* Extracted information *
************

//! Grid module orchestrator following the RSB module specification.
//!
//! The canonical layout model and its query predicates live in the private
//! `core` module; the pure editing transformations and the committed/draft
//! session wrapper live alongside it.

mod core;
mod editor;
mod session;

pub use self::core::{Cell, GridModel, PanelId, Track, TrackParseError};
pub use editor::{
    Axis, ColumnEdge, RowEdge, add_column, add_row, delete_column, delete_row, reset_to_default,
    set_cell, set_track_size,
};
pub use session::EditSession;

************

Lines containing the string "live" in the material: report how many there are, with no added words.

* Solution for this problem *
2